There are over 500 casinos on Native American tribal lands in the United States, plus numerous other businesses that benefit from special regulation in special jurisdictions. Soon, that list of businesses could include startups in the crypto, blockchain, and fintech spaces
It already does in Rock Hill, South Carolina.
25 miles south of Charlotte, Rock Hill county is home to just over 100,000 people, including the Catawba Indian Nation. And that nation has just sent up a special economic zone with regulatory certainty for web3, crypto, blockchain, and fintech companies that they might not find anywhere else in the U.S.
“What the Catawba are building is a special economic zone,” the CEO of the Catawba Digital Economic Zone, Joseph McKinney, told me recently on the TechFirst podcast. “A special economic zone is an area within the host government that has different laws or legal codes and regulations that make it attractive for businesses to relocate there. And traditionally that has been done physically, you usually set up an office or some sort of a physical building within that zone. But with the zone that the Catawba are building here, what they need to do is register virtually to set up a company. And by doing that, they get to enjoy the legal codes and regulations of that special economic zone.”
Think e-Residency in Estonia, for example.
The benefit, primarily, is regulatory certainty for businesses in cutting-edge industries involving digital assets, which doesn’t exist everywhere in the U.S., never mind the world. Malta has been a major player in crypto and blockchain startups, but that comes with significant challenges in location as well as bureaucracy for U.S. startups.
What that “regulatory certainty” exactly means isn’t completely clear yet. The Catawba voted to establish the digital special economic zone in February, but there’s a lot of work to be done to set up a legislative and operational framework for companies that want to reside in it. One thing it won’t be is a new wild, wild West with no rules and no accountability to existing laws in the U.S. KYC and AML still apply; money-laundered isn’t welcome.
“Using a model similar to Estonia’s eResidency, after completing the ‘know your customer’ (KYC) requirements, anyone in the world will be able to set up an eCorporation online in the GEZ, and take advantage of policies and regulations that allow them to safely manage their digital assets, raise investment capital and offer digital-banking services,” Catawba Corporation, the company owned and controlled by the tribe, says.
And while many U.S. citizens in crypto have moved to Puerto Rico in search of cryto-friendly tax regimes, this is not a tax play.
“This isn’t a tax play,” says McKinney. “This is a play about regulations and legal codes. And, you know, Puerto Rico, that’s fantastic for that. In fact, this isn’t a competitive project for that, it’s collaborative. Puerto Rico is great for natural persons who are trying to reduce their tax load. So they go and move there for a reduced tax treatment on the federal level. So what we’re actually recommending to people is to move to Puerto Rico but have your business registered within the Catawba special economic zone so you could benefit from the jurisdictional arbitrage, while when you’re in Puerto Rico, you’re benefiting from your personal income and capital gains arbitrage.”
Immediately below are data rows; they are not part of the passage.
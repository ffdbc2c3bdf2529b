//! Monthly ledger storage
//!
//! Rows are only ever inserted. The unique constraint on
//! `(entity_kind, entity_id, month)` is what rejects a second report for the
//! same period, so the duplicate decision and the write are one statement.

use rusqlite::{params, Connection, OptionalExtension, Row};
use serde::{Deserialize, Serialize};
use tracing::debug;

use crate::error::TrackerError;
use crate::types::{EntityKind, Month, Percentage};

/// Ledger entry from database
#[derive(Debug, Clone, PartialEq, Serialize, Deserialize)]
pub struct ReportEntry {
    pub id: i64,
    pub entity_kind: EntityKind,
    pub entity_id: i64,
    pub month: Month,
    pub percentage: Percentage,
    pub reported_by: Option<String>,
    pub report_date: String,
    pub created_at: String,
}

impl ReportEntry {
    fn from_row(row: &Row) -> Result<Self, rusqlite::Error> {
        Ok(Self {
            id: row.get("id")?,
            entity_kind: row.get("entity_kind")?,
            entity_id: row.get("entity_id")?,
            month: row.get("month")?,
            percentage: row.get("percentage")?,
            reported_by: row.get("reported_by")?,
            report_date: row.get("report_date")?,
            created_at: row.get("created_at")?,
        })
    }
}

/// A validated report about to be appended
#[derive(Debug, Clone)]
pub struct NewReport {
    pub entity_kind: EntityKind,
    pub entity_id: i64,
    pub month: Month,
    pub percentage: Percentage,
    pub reported_by: Option<String>,
}

/// Append a report. Returns `false` if the (kind, id, month) slot is already taken.
pub(crate) fn insert_report(conn: &Connection, report: &NewReport) -> Result<bool, TrackerError> {
    let changes = conn.execute(
        r#"
        INSERT INTO monthly_reports (entity_kind, entity_id, month, percentage, reported_by)
        VALUES (?, ?, ?, ?, ?)
        ON CONFLICT (entity_kind, entity_id, month) DO NOTHING
        "#,
        params![
            report.entity_kind,
            report.entity_id,
            report.month,
            report.percentage,
            report.reported_by,
        ],
    ).map_err(|e| TrackerError::Internal(format!("Insert failed: {}", e)))?;

    debug!(
        kind = %report.entity_kind,
        id = report.entity_id,
        month = %report.month,
        inserted = changes > 0,
        "Ledger insert"
    );
    Ok(changes > 0)
}

/// Whether the referenced milestone or activity exists
pub fn entity_exists(conn: &Connection, kind: EntityKind, id: i64) -> Result<bool, TrackerError> {
    let sql = format!("SELECT 1 FROM {} WHERE id = ?", kind.table());
    let found = conn.query_row(&sql, params![id], |_| Ok(())).optional()?;
    Ok(found.is_some())
}

/// Entry with the greatest month for an entity
pub fn latest_report(conn: &Connection, kind: EntityKind, id: i64) -> Result<Option<ReportEntry>, TrackerError> {
    let row = conn
        .query_row(
            r#"
            SELECT * FROM monthly_reports
            WHERE entity_kind = ? AND entity_id = ?
            ORDER BY month DESC
            LIMIT 1
            "#,
            params![kind, id],
            ReportEntry::from_row,
        )
        .optional()?;
    Ok(row)
}

pub fn latest_percentage(conn: &Connection, kind: EntityKind, id: i64) -> Result<Option<Percentage>, TrackerError> {
    let value = conn
        .query_row(
            r#"
            SELECT percentage FROM monthly_reports
            WHERE entity_kind = ? AND entity_id = ?
            ORDER BY month DESC
            LIMIT 1
            "#,
            params![kind, id],
            |row| row.get(0),
        )
        .optional()?;
    Ok(value)
}

/// Every entry for an entity, oldest month first
pub fn history(conn: &Connection, kind: EntityKind, id: i64) -> Result<Vec<ReportEntry>, TrackerError> {
    let mut stmt = conn.prepare(
        "SELECT * FROM monthly_reports WHERE entity_kind = ? AND entity_id = ? ORDER BY month ASC",
    )?;
    let rows = stmt
        .query_map(params![kind, id], ReportEntry::from_row)?
        .collect::<Result<Vec<_>, _>>()
        .map_err(|e| TrackerError::Internal(format!("Row parse failed: {}", e)))?;
    Ok(rows)
}

/// Every entry filed for `month`
pub fn reports_for_month(conn: &Connection, month: Month) -> Result<Vec<ReportEntry>, TrackerError> {
    let mut stmt = conn.prepare(
        "SELECT * FROM monthly_reports WHERE month = ? ORDER BY entity_kind, entity_id",
    )?;
    let rows = stmt
        .query_map(params![month], ReportEntry::from_row)?
        .collect::<Result<Vec<_>, _>>()?;
    Ok(rows)
}

pub fn has_report(conn: &Connection, kind: EntityKind, id: i64, month: Month) -> Result<bool, TrackerError> {
    let found = conn
        .query_row(
            "SELECT 1 FROM monthly_reports WHERE entity_kind = ? AND entity_id = ? AND month = ?",
            params![kind, id, month],
            |_| Ok(()),
        )
        .optional()?;
    Ok(found.is_some())
}

/// Ledger rows whose milestone or activity no longer exists
pub fn count_orphans(conn: &Connection) -> Result<u64, TrackerError> {
    let n: i64 = conn.query_row(
        r#"
        SELECT COUNT(*) FROM monthly_reports r
        WHERE (r.entity_kind = 'milestone' AND NOT EXISTS (SELECT 1 FROM milestones m WHERE m.id = r.entity_id))
           OR (r.entity_kind = 'activity' AND NOT EXISTS (SELECT 1 FROM activities a WHERE a.id = r.entity_id))
        "#,
        [],
        |row| row.get(0),
    )?;
    Ok(n as u64)
}
//! Read-side projections for external consumers
//!
//! These types use camelCase serialization for UI clients.
//! Row types in `db` use snake_case for database compatibility.
//!
//! Pattern:
//! - Service layer reads rows and the ledger
//! - Views carry the derived values a client displays, never raw caches
//!   that could disagree with the ledger

use serde::Serialize;

use crate::db::{ActivityRow, IndicatorRow, MilestoneRow, ReportEntry};
use crate::status::Status;
use crate::types::{EntityKind, Month, Percentage};

// ============================================================================
// Hierarchy Views
// ============================================================================

#[derive(Debug, Clone, Serialize)]
#[serde(rename_all = "camelCase")]
pub struct IndicatorView {
    pub id: i64,
    pub year: i32,
    pub name: String,
    pub owner: Option<String>,
    pub area: Option<String>,
    pub org_unit: Option<String>,
    pub has_milestones: bool,
    pub target: Option<String>,
    pub actual: Option<f64>,
    pub measure: Option<String>,
    pub percentage: Percentage,
    pub status: Status,
    pub milestones: Vec<MilestoneView>,
}

impl IndicatorView {
    pub fn new(row: IndicatorRow, milestones: Vec<MilestoneView>) -> Self {
        Self {
            id: row.id,
            year: row.year,
            name: row.name,
            owner: row.owner,
            area: row.area,
            org_unit: row.org_unit,
            has_milestones: row.has_milestones,
            target: row.target,
            actual: row.actual,
            measure: row.measure,
            percentage: row.percentage,
            status: row.status,
            milestones,
        }
    }
}

#[derive(Debug, Clone, Serialize)]
#[serde(rename_all = "camelCase")]
pub struct MilestoneView {
    pub id: i64,
    pub name: String,
    pub owner: Option<String>,
    pub ordinal: Option<i64>,
    pub percentage: Percentage,
    pub status: Status,
    /// Month of the latest report; `None` while still on the seed value
    pub last_reported_month: Option<Month>,
    pub activities: Vec<ActivityView>,
}

impl MilestoneView {
    pub fn new(
        row: MilestoneRow,
        latest: Option<&ReportEntry>,
        activities: Vec<ActivityView>,
    ) -> Self {
        let percentage = latest.map(|r| r.percentage).unwrap_or(row.seed_percentage);
        Self {
            id: row.id,
            name: row.name,
            owner: row.owner,
            ordinal: row.ordinal,
            percentage,
            status: Status::from_percentage(percentage),
            last_reported_month: latest.map(|r| r.month),
            activities,
        }
    }
}

#[derive(Debug, Clone, Serialize)]
#[serde(rename_all = "camelCase")]
pub struct ActivityView {
    pub id: i64,
    pub description: String,
    pub owner: Option<String>,
    pub percentage: Percentage,
    pub status: Status,
    pub last_reported_month: Option<Month>,
}

impl ActivityView {
    pub fn new(row: ActivityRow, latest: Option<&ReportEntry>) -> Self {
        let percentage = latest.map(|r| r.percentage).unwrap_or(Percentage::ZERO);
        Self {
            id: row.id,
            description: row.description,
            owner: row.owner,
            percentage,
            status: Status::from_percentage(percentage),
            last_reported_month: latest.map(|r| r.month),
        }
    }
}

// ============================================================================
// Ledger Views
// ============================================================================

#[derive(Debug, Clone, PartialEq, Serialize)]
#[serde(rename_all = "camelCase")]
pub struct HistoryItemView {
    pub month: Month,
    pub percentage: Percentage,
    pub reported_by: Option<String>,
    pub report_date: String,
}

impl From<ReportEntry> for HistoryItemView {
    fn from(e: ReportEntry) -> Self {
        Self {
            month: e.month,
            percentage: e.percentage,
            reported_by: e.reported_by,
            report_date: e.report_date,
        }
    }
}

// ============================================================================
// Owner Workload Views
// ============================================================================

/// Everything assigned to one owner, with this month's reporting state
#[derive(Debug, Clone, Serialize)]
#[serde(rename_all = "camelCase")]
pub struct WorkloadView {
    pub owner: String,
    pub month: Month,
    pub milestones: Vec<WorkItemView>,
    pub activities: Vec<WorkItemView>,
    pub pending: usize,
}

#[derive(Debug, Clone, Serialize)]
#[serde(rename_all = "camelCase")]
pub struct WorkItemView {
    pub kind: EntityKind,
    pub id: i64,
    pub parent_id: i64,
    pub name: String,
    pub percentage: Percentage,
    pub status: Status,
    pub reported_this_month: bool,
}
Once fully in operation, the Catawba expect the special economic zone to be lucrative. Thomas Trimnal, a VP at Catawba Corporations, says it will put the drive on the cutting edge, help attract money and investment from global players, not just the U.S., and create more jobs for the tribe.
“There’s so many places in Asia that people don’t have such favorable climates for this type of situation,” says Trimnal. “And this could be a safe harbor for them.”
In addition, Trimnal says, it will be agile.
As the world changes and crypto/blockchain change, the special economic zone will be able to update its regulations much quicker than a state or country.
To do so, of course, it will need to create and publish those regulations, and then set up a framework for adjusting them over time.
The vision is big:
“In 7 to 10 years, I want it to at least take a huge chunk out of Delaware’s market for company registration or even to replace it as the gold standard,” Trimnal says. “And I think those are all doable goals.”